*** PROVIDED MATERIAL ***

use std::path::Path;

use csv::Writer;
use tracing::info;

use crate::error::Result;
use crate::table::{AggregationResult, Value};

/// The terminal export artifact: two aggregation results glued side by side.
#[derive(Debug, Clone, PartialEq)]
pub struct CombinedTable {
    pub headers: Vec<String>,
    pub rows: Vec<Vec<Value>>,
}

impl CombinedTable {
    pub fn len(&self) -> usize {
        self.rows.len()
    }

    pub fn is_empty(&self) -> bool {
        self.rows.is_empty()
    }
}

/// Concatenate two results column-wise by row index. This is positional,
/// not a key join: row i of `a` and row i of `b` are unrelated. The shorter
/// side is padded with empty values, so the combined row count is
/// `max(len(a), len(b))`.
pub fn combine_for_export(a: &AggregationResult, b: &AggregationResult) -> CombinedTable {
    let mut headers = a.headers.clone();
    headers.extend(b.headers.iter().cloned());

    let rows = (0..a.len().max(b.len()))
        .map(|i| {
            let mut row = Vec::with_capacity(a.width() + b.width());
            row.extend(pad(a, i));
            row.extend(pad(b, i));
            row
        })
        .collect();

    CombinedTable { headers, rows }
}

fn pad(result: &AggregationResult, i: usize) -> Vec<Value> {
    match result.rows.get(i) {
        Some(row) => row.clone(),
        None => vec![Value::Null; result.width()],
    }
}

/// Serialize the combined table verbatim: header row first, `Null` as the
/// empty field.
pub fn write_csv<P: AsRef<Path>>(table: &CombinedTable, path: P) -> Result<()> {
    let mut wtr = Writer::from_path(path.as_ref())?;
    wtr.write_record(&table.headers)?;
    for row in &table.rows {
        wtr.write_record(row.iter().map(Value::render))?;
    }
    wtr.flush()?;
    info!(
        path = %path.as_ref().display(),
        rows = table.len(),
        "report exported"
    );
    Ok(())
}

#[cfg(test)]
mod tests {
    use super::*;
    use std::fs;
    use tempfile::tempdir;

    fn result(headers: &[&str], keys: &[&str]) -> AggregationResult {
        AggregationResult {
            headers: headers.iter().map(|h| h.to_string()).collect(),
            rows: keys
                .iter()
                .enumerate()
                .map(|(i, k)| vec![Value::Text(k.to_string()), Value::Number(i as f64 + 1.0)])
                .collect(),
        }
    }

    #[test]
    fn combined_row_count_is_the_max_of_both() {
        let a = result(&["Sub-Category", "Total Revenue"], &["Chairs", "Phones", "Desks"]);
        let b = result(&["Month", "Number of Orders"], &["2024-01"]);
        let combined = combine_for_export(&a, &b);

        assert_eq!(combined.len(), 3);
        assert_eq!(combined.headers.len(), 4);
        // rows past the end of the shorter side are empty on that side
        assert_eq!(combined.rows[1][2], Value::Null);
        assert_eq!(combined.rows[2][3], Value::Null);
        // and the longer side's cells come through untouched
        assert_eq!(combined.rows[2][0], Value::Text("Desks".into()));
    }

    #[test]
    fn prefix_columns_match_the_first_result() {
        let a = result(&["City", "OrderCount"], &["Pune", "Delhi"]);
        let b = result(&["Month", "Count"], &["2024-01", "2024-02"]);
        let combined = combine_for_export(&a, &b);
        for (i, row) in a.rows.iter().enumerate() {
            assert_eq!(&combined.rows[i][..a.width()], row.as_slice());
        }
    }

    #[test]
    fn csv_output_has_headers_and_empty_padding() {
        let a = result(&["City", "OrderCount"], &["Pune", "Delhi", "Goa"]);
        let b = result(&["Month", "Orders"], &["2024-01"]);
        let combined = combine_for_export(&a, &b);

        let dir = tempdir().unwrap();
        let path = dir.path().join("report.csv");
        write_csv(&combined, &path).unwrap();

        let written = fs::read_to_string(&path).unwrap();
        let mut lines = written.lines();
        assert_eq!(lines.next().unwrap(), "City,OrderCount,Month,Orders");
        assert_eq!(lines.next().unwrap(), "Pune,1,2024-01,1");
        assert_eq!(lines.next().unwrap(), "Delhi,2,,");
        assert_eq!(lines.next().unwrap(), "Goa,3,,");
    }
}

*** End of PROVIDED MATERIAL ***

* TASK ITEM
What lines of the data include the word "self"? Copy each of them.

* WRITTEN RESPONSE
    pub fn len(&self) -> usize {
        self.rows.len()
    pub fn is_empty(&self) -> bool {
        self.rows.is_empty()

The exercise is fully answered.